Ibaraki et al (Ibaraki et al 2011) demonstrated that the neck shield contributed to suppressing the random event rates, thus improving the NECR. They employed the energy-window-based scatter-correction technique, while the PET scanner in this experiment employed the scatter correction method of SSS. Although the shield did contribute to improved image noise in Ibaraki's experiment (Ibaraki et al 2011), other factors contributed in the experiment described here. The Siemens Biograph uses a 4.1 ns time window, contributing to a reduction in randoms due to the smaller window. Also, randoms smoothing is employed (Panin, 2008). Finally, the 435 keV lower-level threshold successfully rejects most of the scattered events from the activity in the lungs. Further study may be needed in order to identify the real outcome of the neck shield for the ¹⁵O-oxygen inhalation PET studies.

In this study, we evaluated the effects of eliminating the outside-FOV scatter compensation procedures of Watson et al (Watson et al 2004) on reconstructed images. Alternative procedures could be (a) to select the small threshold value optimal to identifying the wall of the inhalation system or (b) to employ a thicker material for the face mask to increase the attenuation factor. The former requires careful assessment of effective attenuation factors in all inhalation devices including the face mask and the latter also requires a careful evaluation in terms of minimizing the effects of possible movement of the absorption materials, as this might cause artifacts in the reconstructed images if the materials moved between the x-ray CT scan and the emission scan. These two approaches may, however, be realistic as a practical solution.

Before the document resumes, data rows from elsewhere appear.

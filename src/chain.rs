//! Per-bit policy resolution and the bookkeeping that surrounds every shift of a root chain:
//! comparing scanned-out bits with expectation, tracking shadow registers and master clear.
use alloc::boxed::Box;
use alloc::format;
use alloc::vec::Vec;

use crate::control::LogFlags;
use crate::error::{Error, Result, Severities, Severity};
use crate::policy::{AccessPolicy, ClearBehavior, DataNet};
use crate::tester::JtagTester;
use crate::tree::{NodeId, ScanTree};

impl ScanTree {
    /// Leaf below `chain` that owns bit `bit`.  Leaves partition a chain in child order, so the
    /// leaf's access policy governs the bit.
    pub fn find_node_at_index(&self, chain: NodeId, bit: usize) -> Result<NodeId> {
        let length = self.node(chain).length();
        if bit >= length {
            return Err(Error::IndexOutOfRange {
                name: self.path(chain),
                index: bit,
                len: length,
            });
        }
        let mut node = chain;
        let mut offset = 0;
        'descend: while !self.node(node).children().is_empty() {
            for child in self.node(node).children() {
                let len = self.node(*child).length();
                if bit < offset + len {
                    node = *child;
                    continue 'descend;
                }
                offset += len;
            }
            return Err(self.short_children(node));
        }
        Ok(node)
    }

    fn short_children(&self, node: NodeId) -> Error {
        let sum: usize = self
            .node(node)
            .children()
            .iter()
            .map(|c| self.node(*c).length())
            .sum();
        Error::LengthMismatch {
            what: format!("children of {}", self.path(node)),
            expected: self.node(node).length(),
            actual: sum,
        }
    }

    /// Owning leaf of every bit of `chain`, in bit order.
    pub fn bit_owners(&self, chain: NodeId) -> Result<Vec<NodeId>> {
        let mut owners = Vec::with_capacity(self.node(chain).length());
        self.collect_owners(chain, &mut owners)?;
        if owners.len() != self.node(chain).length() {
            return Err(self.short_children(chain));
        }
        Ok(owners)
    }

    fn collect_owners(&self, node: NodeId, owners: &mut Vec<NodeId>) -> Result<()> {
        let n = self.node(node);
        if n.children().is_empty() {
            owners.extend(core::iter::repeat(node).take(n.length()));
            return Ok(());
        }
        let start = owners.len();
        for child in n.children() {
            self.collect_owners(*child, owners)?;
        }
        if owners.len() - start != n.length() {
            return Err(self.short_children(node));
        }
        Ok(())
    }

    /// Access policy of every bit of `chain`.
    pub fn bit_policies(&self, chain: NodeId) -> Result<Vec<AccessPolicy>> {
        Ok(self
            .bit_owners(chain)?
            .into_iter()
            .map(|n| *self.policy(n))
            .collect())
    }

    /// Check that every node below `chain` with children is exactly as long as its children.
    pub fn validate_chain(&self, chain: NodeId) -> Result<()> {
        self.bit_owners(chain).map(|_| ())
    }

    /// Root chain containing `node`, the bit offset of `node` within it, and its length.
    pub fn subchain_span(&self, node: NodeId) -> Result<(NodeId, usize, usize)> {
        let chain = self.parent_chain(node)?;
        let mut offset = 0;
        let mut cur = node;
        while cur != chain {
            let parent = self
                .parent(cur)
                .ok_or_else(|| Error::Config(format!("{} is detached", self.path(cur))))?;
            for sibling in self.node(parent).children() {
                if *sibling == cur {
                    break;
                }
                offset += self.node(*sibling).length();
            }
            cur = parent;
        }
        Ok((chain, offset, self.node(node).length()))
    }

    /// Data net of every bit of `chain` for net set `set` (0 primary, 1 secondary).  A leaf
    /// longer than one bit names a bus, expanded to `name[i]`.
    pub fn data_nets(&self, chain: NodeId, set: usize) -> Result<Vec<Option<DataNet>>> {
        let mut nets = Vec::with_capacity(self.node(chain).length());
        let owners = self.bit_owners(chain)?;
        let mut i = 0;
        while i < owners.len() {
            let leaf = self.node(owners[i]);
            let len = leaf.length();
            for j in 0..len {
                nets.push(leaf.data_net(set).map(|net| DataNet {
                    name: net.bit_name(j, len),
                    ..net.clone()
                }));
            }
            i += len;
        }
        Ok(nets)
    }

    /// Apply master clear to the shadow state of every element that has a shadow register.
    pub fn process_master_clear(&mut self, chain: NodeId) -> Result<()> {
        let policies = self.bit_policies(chain)?;
        let bits = self.bits_mut(chain)?;
        for (ind, p) in policies.iter().enumerate() {
            if !p.has_any_shadow() {
                continue;
            }
            match p.clears {
                ClearBehavior::Low => bits.shadow_state.clear(ind),
                ClearBehavior::High => bits.shadow_state.set(ind, true),
                ClearBehavior::Unknown => bits.shadow_state.invalidate(ind),
                ClearBehavior::None => {}
            }
        }
        Ok(())
    }

    /// Set every in-bit to 0, or to the master-clear state of its element.
    pub fn reset_in_bits(&mut self, chain: NodeId, use_master_clear_state: bool) -> Result<()> {
        let policies = self.bit_policies(chain)?;
        let bits = self.bits_mut(chain)?;
        for (ind, p) in policies.iter().enumerate() {
            let high = use_master_clear_state && p.clears == ClearBehavior::High;
            bits.in_bits.set(ind, high);
        }
        Ok(())
    }

    /// Forget what the chain is expected to scan out.  The next shift won't warn that no bits
    /// were compared.
    pub fn invalidate_chain(&mut self, chain: NodeId) -> Result<()> {
        let bits = self.bits_mut(chain)?;
        bits.out_bits_expected.invalidate_all();
        bits.initialized = false;
        Ok(())
    }

    /// Compare `out_bits` with `out_bits_expected`, first dropping expectations that can't hold.
    /// Returns whether every compared bit matched.
    pub fn check_out_bits(
        &mut self,
        chain: NodeId,
        read_enable: bool,
        sevs: &Severities,
    ) -> Result<bool> {
        let policies = self.bit_policies(chain)?;
        let path = self.path(chain);
        let bits = self.bits_mut(chain)?;

        for (ind, p) in policies.iter().enumerate() {
            if p.unpredictable {
                bits.out_bits_expected.invalidate(ind);
            } else if read_enable && p.readable {
                // the element loads its parallel input; only a shadow register makes that known
                match bits.shadow_state.value(ind) {
                    Some(v) if p.uses_shadow() => bits.out_bits_expected.set(ind, v),
                    _ => bits.out_bits_expected.invalidate(ind),
                }
            }
        }

        let no_test = sevs.no_test;
        if !bits.is_empty()
            && bits.out_bits_expected.is_invalid()
            && (bits.initialized || matches!(no_test, Severity::Fatal | Severity::NonFatal))
        {
            no_test.report(&format!("{}.shift() warning: no bits being compared", path))?;
        }
        bits.initialized = true;

        let errors = (0..bits.len())
            .filter(|ind| match bits.out_bits_expected.value(*ind) {
                Some(expected) => bits.out_bits.value(*ind) != Some(expected),
                None => false,
            })
            .count();
        if errors > 0 {
            sevs.err_test.report(&format!(
                "{}.shift() error: {} bits differ\n  expected: {}\n  outBits: {}",
                path,
                errors,
                bits.out_bits_expected.state(),
                bits.out_bits.state()
            ))?;
        }
        Ok(errors == 0)
    }

    /// Shift `chain` through `tester` and update every buffer from the result.  Returns whether
    /// the scanned-out bits matched expectation and every write landed.
    pub fn shift_chain<T: JtagTester + ?Sized>(
        &mut self,
        tester: &mut T,
        chain: NodeId,
        read_enable: bool,
        write_enable: bool,
        sevs: &Severities,
        flags: &LogFlags,
    ) -> Result<bool> {
        let path = self.path(chain);
        if flags.log_other {
            log::info!("------ {}, R={}, W={}", path, read_enable, write_enable);
        }
        let outcome = tester.shift(self, chain, read_enable, write_enable, sevs.ir_bad)?;

        {
            let bits = self.bits_mut(chain)?;
            if outcome.out_bits.len() != bits.len() {
                return Err(Error::LengthMismatch {
                    what: format!("bits scanned out of {}", path),
                    expected: bits.len(),
                    actual: outcome.out_bits.len(),
                });
            }
            bits.out_bits.put_indiscriminate(0, &outcome.out_bits)?;
        }
        for mismatch in &outcome.write_mismatches {
            sevs.err_test.report(mismatch)?;
        }

        let matched = self.check_out_bits(chain, read_enable, sevs)?;

        let policies = self.bit_policies(chain)?;
        let bits = self.bits_mut(chain)?;
        let previous = bits.out_bits_expected.clone();
        bits.old_out_bits_expected.put_indiscriminate(0, &previous)?;
        // after the shift every element holds what was scanned in
        bits.out_bits_expected.put_indiscriminate(0, &bits.in_bits)?;
        for (ind, p) in policies.iter().enumerate() {
            if read_enable && p.readable && p.uses_shadow() && !p.uses_dual_ported_shadow() {
                if let Some(v) = bits.shadow_state.value(ind) {
                    bits.out_bits_expected.set(ind, v);
                }
            }
            if write_enable && p.writeable() && p.has_any_shadow() {
                match bits.in_bits.value(ind) {
                    Some(v) => bits.shadow_state.set(ind, v),
                    None => bits.shadow_state.invalidate(ind),
                }
            }
        }

        self.notify_listeners(chain);
        Ok(matched && outcome.write_mismatches.is_empty())
    }

    /// Shift a single bit, `in_bits[len-1]`, into `chain` and return the bit that came out.
    /// Expectations and shadow state are unknown afterwards.
    pub fn shift_one_bit<T: JtagTester + ?Sized>(
        &mut self,
        tester: &mut T,
        chain: NodeId,
        read_enable: bool,
        write_enable: bool,
        sevs: &Severities,
        flags: &LogFlags,
    ) -> Result<bool> {
        if flags.log_other {
            log::info!(
                "***** {}, inBits={}",
                self.path(chain),
                self.bits(chain)?.in_bits.state()
            );
        }
        let out = tester.shift_one_bit(self, chain, read_enable, write_enable, sevs.ir_bad)?;
        let bits = self.bits_mut(chain)?;
        bits.out_bits_expected.invalidate_all();
        bits.old_out_bits_expected.invalidate_all();
        bits.shadow_state.invalidate_all();
        Ok(out)
    }

    /// Call `listener` after every completed shift of `chain`, or of any duplicate sharing its
    /// bits.  The listener is passed the chain it was registered on.
    pub fn add_shift_listener<F>(&mut self, chain: NodeId, listener: F)
    where
        F: FnMut(&ScanTree, NodeId) + 'static,
    {
        self.listeners.push((chain, Box::new(listener)));
    }

    pub fn remove_shift_listeners(&mut self, chain: NodeId) {
        self.listeners.retain(|(c, _)| *c != chain);
    }

    fn notify_listeners(&mut self, chain: NodeId) {
        let Ok(bank) = self.bank_id(chain) else {
            return;
        };
        let mut listeners = core::mem::take(&mut self.listeners);
        for (c, listener) in listeners.iter_mut() {
            if self.bank_id(*c).is_ok_and(|b| b == bank) {
                listener(self, *c);
            }
        }
        self.listeners = listeners;
    }
}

We have previously proposed a technique of intravenous injection of ¹⁵O₂-hemoglobin as an alternative approach to the ¹⁵O-oxygen inhalation. This technique was successful in terms of reducing the random rates attributed to inhaling ¹⁵O₂ in small animal studies (Magata et al 2003, Temma et al 2008, Temma et al 2010). However, intravenous injection requires critical procedures in order to guarantee safety in clinical settings. Inhalation is much easier in clinical studies. However, this alternative technique is still feasible if the degradation of the image quality and accuracy is still present. However, this study demonstrated that the quality is acceptable by using state-of-the-art PET devices. There could be an area where the injectable ¹⁵O₂ approach might be beneficial over the inhalation in some of the PET examinations, such as in the thorax region, as discussed earlier (Temma et al 2010).

The present study demonstrated the accuracy of state-of-the-art 3D PET scanner for quantitative assessment of regional radioactivity concentration in the brain during ¹⁵O-oxygen inhalation, in both the phantom and normal volunteer experiments. It was shown that contribution to the scatter from outside-FOV is small in the brain PET study, and even a large amount of radioactivity in the lung region does not cause systematic errors. Scatter can be sufficiently compensated by means of SSS technique, provided that the entire radioactivity distribution in the brain, trachea and external inhalation system are included inside FOV. Large FOV acquisition in the axial direction is essential in order to maximize the accuracy of SSS scatter correction; otherwise, placing a facemask that contains strong radioactivity outside FOV results in large errors in brain regions.

The present work was supported by a grant from the Ministry of Health, Labor and Welfare, Japan. We are also indebted to staff from Department of Radiology, National Cerebral and Cardiovascular Center, Osaka, Japan.